A sua colega, a bióloga Rosana Farias Singer, doutora em Biologia Vegetal, trabalha há cinco anos no Jardim Botânico. Ela lembra que, além das coleções arbóreas e envasadas, há também o Banco de Sementes do JB, ameaçado de ficar sem pesquisadores e na iminência de encerrar as atividades de análise fisiológica e morfológica de sementes de espécies arbóreas e arbustivas nativas do Rio Grande do Sul.

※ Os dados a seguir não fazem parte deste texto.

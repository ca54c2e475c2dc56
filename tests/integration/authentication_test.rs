//! Integration tests for registration, login, and identity resolution.

mod helpers;

use chrono::Duration;
use uuid::Uuid;

use warden_core::context::IdentityContext;
use warden_core::error::ErrorKind;
use warden_database::SessionRepository;
use warden_entity::session::Session;

#[tokio::test]
async fn test_register_login_resolve_logout() {
    let app = helpers::TestApp::new().await;
    let ctx = IdentityContext::new();

    let user = app.auth.register(&ctx, "alice", "password123").await.unwrap();
    let session = app.auth.login(&ctx, "alice", "password123").await.unwrap();

    let resolved = app
        .auth
        .resolve_identity(&ctx.with_session_id(session.id.as_str()))
        .await
        .unwrap();
    assert!(!resolved.stale_session);
    assert_eq!(resolved.context.subject(), user.subject());

    let current = app.auth.get_current_user(&resolved.context).await.unwrap();
    assert_eq!(current.username, "alice");
    assert!(current.password_hash.is_empty());

    app.auth.logout(&resolved.context, &session.id).await.unwrap();
    let resolved = app.auth.resolve_identity(&resolved.context).await.unwrap();
    assert!(resolved.stale_session);
    assert!(resolved.context.is_anonymous());
}

#[tokio::test]
async fn test_duplicate_registration_through_filter() {
    let app = helpers::TestApp::new().await;
    let ctx = IdentityContext::new();
    app.auth.register(&ctx, "alice", "password123").await.unwrap();

    let loaded = app.auth.load_bloom_filter(&ctx, 1000, 0.01).await.unwrap();
    assert_eq!(loaded, 1);

    let err = app.auth.register(&ctx, "alice", "password456").await.unwrap_err();
    assert_eq!(err.kind, ErrorKind::AlreadyExists);
    assert_eq!(app.users.len(), 1);

    app.auth.register(&ctx, "bob", "password123").await.unwrap();
    assert_eq!(app.users.len(), 2);
}

#[tokio::test]
async fn test_duplicate_registration_through_storage() {
    let app = helpers::TestApp::new().await;
    let ctx = IdentityContext::new();
    app.auth.register(&ctx, "alice", "password123").await.unwrap();

    let err = app.auth.register(&ctx, "alice", "password456").await.unwrap_err();
    assert_eq!(err.kind, ErrorKind::AlreadyExists);
    assert_eq!(app.users.len(), 1);
}

#[tokio::test]
async fn test_login_failures_are_identical() {
    let app = helpers::TestApp::new().await;
    let ctx = IdentityContext::new();
    app.auth.register(&ctx, "alice", "password123").await.unwrap();

    let unknown = app.auth.login(&ctx, "mallory", "password123").await.unwrap_err();
    let wrong = app.auth.login(&ctx, "alice", "password124").await.unwrap_err();
    assert_eq!(unknown.kind, ErrorKind::InvalidCredentials);
    assert_eq!(unknown.kind, wrong.kind);
    assert_eq!(unknown.message, wrong.message);
}

#[tokio::test]
async fn test_expired_session_resolves_as_stale() {
    let app = helpers::TestApp::new().await;
    let ctx = IdentityContext::new();
    let user = app.auth.register(&ctx, "alice", "password123").await.unwrap();

    let mut session = Session::new("old-session", user.id, Duration::days(30));
    session.created_at -= Duration::days(31);
    session.expires_at -= Duration::days(31);
    app.sessions.insert(&session).await.unwrap();

    let err = app.auth.get_session(&ctx, "old-session").await.unwrap_err();
    assert_eq!(err.kind, ErrorKind::Expired);

    app.sessions.insert(&session).await.unwrap();
    let resolved = app
        .auth
        .resolve_identity(&ctx.with_session_id("old-session"))
        .await
        .unwrap();
    assert!(resolved.stale_session);
    assert!(app.sessions.is_empty());
}

#[tokio::test]
async fn test_get_user_strips_hash_and_reports_missing() {
    let app = helpers::TestApp::new().await;
    let ctx = IdentityContext::new();
    let user = app.auth.register(&ctx, "alice", "password123").await.unwrap();

    let fetched = app.auth.get_user(&ctx, user.id).await.unwrap();
    assert!(fetched.password_hash.is_empty());

    let err = app.auth.get_user(&ctx, Uuid::new_v4()).await.unwrap_err();
    assert_eq!(err.kind, ErrorKind::NotFound);
}
//! Group membership commands.

use clap::{Args, Subcommand};
use serde::Serialize;
use tabled::Tabled;

use warden_core::config::AppConfig;
use warden_core::result::AppResult;
use warden_entity::policy::GroupingRule;

use crate::output::{self, OutputFormat};

/// Arguments for group commands
#[derive(Debug, Args)]
pub struct GroupArgs {
    /// Group subcommand
    #[command(subcommand)]
    pub command: GroupCommand,
}

/// Group subcommands
#[derive(Debug, Subcommand)]
pub enum GroupCommand {
    /// Make a subject a member of a group
    Add {
        /// Joining subject or group
        member: String,
        /// Group being joined
        group: String,
    },
    /// Remove a subject from a group
    Remove {
        /// Leaving subject or group
        member: String,
        /// Group being left
        group: String,
    },
    /// Show every group a subject reaches, directly or transitively
    Show {
        /// Subject to inspect
        subject: String,
    },
}

/// Group display row
#[derive(Debug, Serialize, Tabled)]
struct GroupRow {
    /// Group name
    group: String,
}

/// Execute group commands
pub async fn execute(args: &GroupArgs, config: &AppConfig, format: OutputFormat) -> AppResult<()> {
    let db = super::connect(config).await?;
    let enforcer = super::open_enforcer(config, &db).await?;

    match &args.command {
        GroupCommand::Add { member, group } => {
            if enforcer
                .add_grouping_policy(GroupingRule::new(member.as_str(), group.as_str()))
                .await?
            {
                output::print_success(&format!("{member} joined {group}"));
            } else {
                output::print_warning(&format!("{member} is already in {group}"));
            }
        }
        GroupCommand::Remove { member, group } => {
            if enforcer
                .remove_grouping_policy(&GroupingRule::new(member.as_str(), group.as_str()))
                .await?
            {
                output::print_success(&format!("{member} left {group}"));
            } else {
                output::print_warning(&format!("{member} is not in {group}"));
            }
        }
        GroupCommand::Show { subject } => {
            let rows: Vec<GroupRow> = enforcer
                .groups_for(subject)
                .await
                .into_iter()
                .map(|group| GroupRow { group })
                .collect();
            output::print_list(&rows, format);
        }
    }

    db.close().await;
    Ok(())
}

Espécie de cacto (Parodia neohorstii) que só encontrada na Serra do Sudeste do Estado/Rosana Singer/Divulgação

O Laboratório de Análise de Sementes, do Banco de Sementes do JB, é o único no Estado que realiza essas funções, inclusive com as espécies ameaçadas.
Rosana Singer na coleção do Jardim Botânico/Cleber Dioni

“Sem especialistas, técnicos e jardineiros, não consigo vislumbrar a manutenção do Jardim Botânico. Não há a mínima condição de um único profissional ficar responsável pelas coleções, ou um pesquisador e um jardineiro, por exemplo. Porque o trabalho não é só dar água às plantas, elas precisam dos nutrientes, cuidados contra as pragas, o manejo correto, feito por pessoas qualificadas, sem isso é muito difícil das espécies sobreviverem”, completa Rosana.